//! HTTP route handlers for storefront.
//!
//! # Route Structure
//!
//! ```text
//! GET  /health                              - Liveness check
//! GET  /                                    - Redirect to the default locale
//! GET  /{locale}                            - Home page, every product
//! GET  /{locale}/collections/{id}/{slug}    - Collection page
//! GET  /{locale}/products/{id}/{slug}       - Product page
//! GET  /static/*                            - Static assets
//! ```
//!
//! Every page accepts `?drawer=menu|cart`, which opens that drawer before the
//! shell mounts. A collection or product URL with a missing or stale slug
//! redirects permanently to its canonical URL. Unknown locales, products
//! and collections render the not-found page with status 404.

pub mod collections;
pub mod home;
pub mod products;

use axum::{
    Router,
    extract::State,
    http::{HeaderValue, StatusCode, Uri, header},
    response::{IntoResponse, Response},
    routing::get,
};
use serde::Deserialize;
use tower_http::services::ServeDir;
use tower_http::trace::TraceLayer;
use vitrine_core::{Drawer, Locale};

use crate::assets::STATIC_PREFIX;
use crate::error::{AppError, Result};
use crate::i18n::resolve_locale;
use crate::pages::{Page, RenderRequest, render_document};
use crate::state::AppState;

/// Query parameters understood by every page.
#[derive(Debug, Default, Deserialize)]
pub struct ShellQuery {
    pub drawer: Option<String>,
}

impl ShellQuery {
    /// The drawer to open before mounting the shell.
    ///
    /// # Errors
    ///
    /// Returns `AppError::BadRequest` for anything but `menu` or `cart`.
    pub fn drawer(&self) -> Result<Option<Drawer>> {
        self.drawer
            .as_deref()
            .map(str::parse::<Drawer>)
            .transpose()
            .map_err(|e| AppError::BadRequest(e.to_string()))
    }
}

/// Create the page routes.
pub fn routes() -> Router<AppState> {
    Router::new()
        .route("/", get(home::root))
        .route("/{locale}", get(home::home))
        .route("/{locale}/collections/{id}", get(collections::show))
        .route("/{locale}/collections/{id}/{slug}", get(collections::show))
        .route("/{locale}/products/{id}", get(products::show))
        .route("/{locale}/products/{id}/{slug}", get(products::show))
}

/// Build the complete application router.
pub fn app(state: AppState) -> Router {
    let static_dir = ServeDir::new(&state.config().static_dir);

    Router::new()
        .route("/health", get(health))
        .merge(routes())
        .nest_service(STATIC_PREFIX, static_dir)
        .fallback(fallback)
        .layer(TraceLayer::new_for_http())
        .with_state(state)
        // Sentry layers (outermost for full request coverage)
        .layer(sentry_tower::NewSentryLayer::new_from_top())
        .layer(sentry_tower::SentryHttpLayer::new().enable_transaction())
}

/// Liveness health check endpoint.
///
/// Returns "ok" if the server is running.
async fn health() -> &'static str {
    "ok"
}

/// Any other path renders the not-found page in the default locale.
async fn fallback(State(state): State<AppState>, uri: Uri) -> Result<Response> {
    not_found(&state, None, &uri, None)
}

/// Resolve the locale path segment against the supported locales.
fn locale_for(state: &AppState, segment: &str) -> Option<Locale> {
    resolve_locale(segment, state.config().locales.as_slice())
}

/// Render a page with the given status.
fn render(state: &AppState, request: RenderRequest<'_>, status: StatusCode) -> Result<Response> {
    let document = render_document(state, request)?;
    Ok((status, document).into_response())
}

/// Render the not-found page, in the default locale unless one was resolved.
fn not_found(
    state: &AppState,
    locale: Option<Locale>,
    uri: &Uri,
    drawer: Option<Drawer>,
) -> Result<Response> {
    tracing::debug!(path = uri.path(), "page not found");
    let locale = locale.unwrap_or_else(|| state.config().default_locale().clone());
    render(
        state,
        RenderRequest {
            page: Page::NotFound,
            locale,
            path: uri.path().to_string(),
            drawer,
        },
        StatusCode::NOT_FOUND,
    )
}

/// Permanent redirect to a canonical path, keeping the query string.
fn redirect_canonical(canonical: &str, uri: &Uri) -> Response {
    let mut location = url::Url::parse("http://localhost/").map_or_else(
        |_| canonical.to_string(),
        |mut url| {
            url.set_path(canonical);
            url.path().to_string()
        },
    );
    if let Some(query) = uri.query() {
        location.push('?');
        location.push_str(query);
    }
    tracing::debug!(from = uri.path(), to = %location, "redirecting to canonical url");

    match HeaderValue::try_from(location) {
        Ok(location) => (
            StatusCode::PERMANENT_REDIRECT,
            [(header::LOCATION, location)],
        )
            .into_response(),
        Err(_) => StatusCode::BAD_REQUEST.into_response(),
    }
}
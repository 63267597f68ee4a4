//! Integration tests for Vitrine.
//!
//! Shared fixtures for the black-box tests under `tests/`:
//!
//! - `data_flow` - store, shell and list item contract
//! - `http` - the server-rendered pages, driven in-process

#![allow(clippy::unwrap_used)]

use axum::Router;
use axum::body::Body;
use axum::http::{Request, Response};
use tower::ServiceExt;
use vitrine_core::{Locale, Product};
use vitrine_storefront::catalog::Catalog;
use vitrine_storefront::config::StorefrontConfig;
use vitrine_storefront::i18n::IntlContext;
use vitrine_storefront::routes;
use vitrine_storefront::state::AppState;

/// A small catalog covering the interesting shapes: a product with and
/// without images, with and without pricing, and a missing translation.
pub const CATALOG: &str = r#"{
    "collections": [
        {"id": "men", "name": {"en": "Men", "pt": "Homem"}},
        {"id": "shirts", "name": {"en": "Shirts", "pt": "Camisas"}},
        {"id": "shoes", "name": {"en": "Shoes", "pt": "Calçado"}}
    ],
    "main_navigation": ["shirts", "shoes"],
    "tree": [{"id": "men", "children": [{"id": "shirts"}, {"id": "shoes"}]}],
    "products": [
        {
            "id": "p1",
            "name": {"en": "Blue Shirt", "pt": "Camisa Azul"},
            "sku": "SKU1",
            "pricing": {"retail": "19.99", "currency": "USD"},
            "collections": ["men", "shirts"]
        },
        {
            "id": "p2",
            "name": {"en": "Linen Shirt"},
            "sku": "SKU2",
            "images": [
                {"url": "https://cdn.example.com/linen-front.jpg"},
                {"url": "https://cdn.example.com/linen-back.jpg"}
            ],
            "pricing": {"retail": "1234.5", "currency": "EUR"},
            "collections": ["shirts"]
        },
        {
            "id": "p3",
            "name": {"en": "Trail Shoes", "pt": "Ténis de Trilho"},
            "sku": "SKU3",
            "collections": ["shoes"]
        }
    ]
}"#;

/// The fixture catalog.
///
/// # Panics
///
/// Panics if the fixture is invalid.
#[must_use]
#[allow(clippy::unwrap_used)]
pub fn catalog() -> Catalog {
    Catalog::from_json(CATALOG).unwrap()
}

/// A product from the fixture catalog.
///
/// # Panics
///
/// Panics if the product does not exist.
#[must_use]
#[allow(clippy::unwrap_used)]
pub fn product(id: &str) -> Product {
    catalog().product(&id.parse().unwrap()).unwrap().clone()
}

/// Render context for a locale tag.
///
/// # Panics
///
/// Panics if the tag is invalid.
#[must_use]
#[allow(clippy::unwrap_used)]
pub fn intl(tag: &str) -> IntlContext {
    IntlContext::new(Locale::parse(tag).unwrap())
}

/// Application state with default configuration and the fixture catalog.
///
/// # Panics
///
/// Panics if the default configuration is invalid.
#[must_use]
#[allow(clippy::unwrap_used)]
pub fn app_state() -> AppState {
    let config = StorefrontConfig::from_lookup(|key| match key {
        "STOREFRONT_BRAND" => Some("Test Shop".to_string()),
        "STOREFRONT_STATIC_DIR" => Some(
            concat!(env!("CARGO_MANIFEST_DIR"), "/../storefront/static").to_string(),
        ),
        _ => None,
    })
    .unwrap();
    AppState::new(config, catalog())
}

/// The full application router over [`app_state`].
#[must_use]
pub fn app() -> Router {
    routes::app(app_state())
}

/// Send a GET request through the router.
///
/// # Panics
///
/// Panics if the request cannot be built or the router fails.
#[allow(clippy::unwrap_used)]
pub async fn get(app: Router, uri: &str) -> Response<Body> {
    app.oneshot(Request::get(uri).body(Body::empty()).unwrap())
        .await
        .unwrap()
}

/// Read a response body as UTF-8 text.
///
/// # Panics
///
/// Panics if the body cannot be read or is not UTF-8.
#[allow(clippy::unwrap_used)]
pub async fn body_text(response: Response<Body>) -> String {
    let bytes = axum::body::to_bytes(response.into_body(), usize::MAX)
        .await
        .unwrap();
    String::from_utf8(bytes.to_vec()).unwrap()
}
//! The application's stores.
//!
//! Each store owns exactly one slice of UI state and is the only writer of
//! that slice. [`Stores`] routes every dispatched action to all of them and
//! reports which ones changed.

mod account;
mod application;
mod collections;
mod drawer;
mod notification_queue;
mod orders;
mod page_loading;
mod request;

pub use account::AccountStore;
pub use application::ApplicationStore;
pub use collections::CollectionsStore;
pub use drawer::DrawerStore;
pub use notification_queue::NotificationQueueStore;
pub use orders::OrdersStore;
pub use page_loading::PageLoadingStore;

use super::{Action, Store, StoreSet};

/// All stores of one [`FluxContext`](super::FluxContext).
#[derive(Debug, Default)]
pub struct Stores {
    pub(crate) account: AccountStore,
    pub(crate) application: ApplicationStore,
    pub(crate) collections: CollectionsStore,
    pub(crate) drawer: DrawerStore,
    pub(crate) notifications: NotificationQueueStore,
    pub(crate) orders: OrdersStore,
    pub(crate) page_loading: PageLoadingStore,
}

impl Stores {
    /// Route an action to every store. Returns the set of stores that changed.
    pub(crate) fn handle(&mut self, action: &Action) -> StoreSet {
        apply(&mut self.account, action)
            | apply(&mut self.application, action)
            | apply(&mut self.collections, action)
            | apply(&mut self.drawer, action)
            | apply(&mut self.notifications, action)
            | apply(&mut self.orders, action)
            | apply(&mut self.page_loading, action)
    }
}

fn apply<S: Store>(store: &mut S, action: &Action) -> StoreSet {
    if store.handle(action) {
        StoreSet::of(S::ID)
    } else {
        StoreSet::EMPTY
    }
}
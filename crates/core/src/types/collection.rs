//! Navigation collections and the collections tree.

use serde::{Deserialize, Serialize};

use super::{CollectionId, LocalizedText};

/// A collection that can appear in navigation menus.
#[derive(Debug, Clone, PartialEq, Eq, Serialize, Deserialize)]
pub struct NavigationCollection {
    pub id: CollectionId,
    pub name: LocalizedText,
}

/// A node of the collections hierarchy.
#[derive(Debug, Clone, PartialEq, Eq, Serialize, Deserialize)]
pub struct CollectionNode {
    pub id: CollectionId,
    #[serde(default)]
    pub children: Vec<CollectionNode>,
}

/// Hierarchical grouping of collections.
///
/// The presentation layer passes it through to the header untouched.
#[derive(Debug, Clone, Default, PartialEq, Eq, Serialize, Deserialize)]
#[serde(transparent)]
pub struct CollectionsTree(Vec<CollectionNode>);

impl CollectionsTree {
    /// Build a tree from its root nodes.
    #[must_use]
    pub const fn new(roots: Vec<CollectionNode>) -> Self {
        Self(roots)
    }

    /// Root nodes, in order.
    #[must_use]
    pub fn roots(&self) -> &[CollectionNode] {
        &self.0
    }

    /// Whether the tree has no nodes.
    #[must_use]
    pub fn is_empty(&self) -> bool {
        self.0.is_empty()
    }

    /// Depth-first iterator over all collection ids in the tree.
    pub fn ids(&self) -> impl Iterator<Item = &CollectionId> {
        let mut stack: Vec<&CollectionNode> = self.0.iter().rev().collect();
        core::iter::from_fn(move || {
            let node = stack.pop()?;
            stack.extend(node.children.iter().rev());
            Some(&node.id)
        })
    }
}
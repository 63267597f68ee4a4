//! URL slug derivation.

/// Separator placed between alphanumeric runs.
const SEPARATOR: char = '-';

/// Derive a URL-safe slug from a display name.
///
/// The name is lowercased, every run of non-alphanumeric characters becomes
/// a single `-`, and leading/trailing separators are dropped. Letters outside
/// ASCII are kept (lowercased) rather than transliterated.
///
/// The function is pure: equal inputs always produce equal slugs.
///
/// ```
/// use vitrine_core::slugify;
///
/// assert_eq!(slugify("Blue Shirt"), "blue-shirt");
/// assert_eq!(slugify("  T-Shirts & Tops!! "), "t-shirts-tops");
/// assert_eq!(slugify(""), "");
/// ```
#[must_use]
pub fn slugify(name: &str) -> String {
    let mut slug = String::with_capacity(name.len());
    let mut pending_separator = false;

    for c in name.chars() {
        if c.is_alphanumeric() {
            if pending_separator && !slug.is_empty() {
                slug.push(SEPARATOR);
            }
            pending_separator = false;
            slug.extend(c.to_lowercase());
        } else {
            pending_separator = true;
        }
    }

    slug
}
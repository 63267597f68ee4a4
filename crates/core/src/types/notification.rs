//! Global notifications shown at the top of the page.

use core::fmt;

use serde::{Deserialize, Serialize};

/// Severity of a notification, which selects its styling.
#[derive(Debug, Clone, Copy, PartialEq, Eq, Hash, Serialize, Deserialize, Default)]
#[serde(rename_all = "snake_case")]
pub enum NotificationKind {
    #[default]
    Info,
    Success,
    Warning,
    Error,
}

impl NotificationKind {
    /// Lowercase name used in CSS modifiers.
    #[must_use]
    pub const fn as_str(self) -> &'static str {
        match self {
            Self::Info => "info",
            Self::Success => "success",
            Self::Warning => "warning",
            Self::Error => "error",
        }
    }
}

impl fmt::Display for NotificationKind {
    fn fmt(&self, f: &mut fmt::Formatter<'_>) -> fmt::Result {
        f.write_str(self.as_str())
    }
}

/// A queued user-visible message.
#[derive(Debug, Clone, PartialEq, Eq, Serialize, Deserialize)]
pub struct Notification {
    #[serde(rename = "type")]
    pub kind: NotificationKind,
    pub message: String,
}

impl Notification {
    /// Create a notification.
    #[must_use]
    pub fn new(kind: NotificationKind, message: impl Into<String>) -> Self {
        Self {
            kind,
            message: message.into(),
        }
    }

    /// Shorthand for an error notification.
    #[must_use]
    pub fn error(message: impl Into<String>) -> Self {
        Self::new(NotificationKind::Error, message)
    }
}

- THE TASK -
Above are some records. Copy each of their lines that holds the string "Build".

- FINISHED EXERCISE -
/// Build the complete application router.
    /// Build a tree from its root nodes.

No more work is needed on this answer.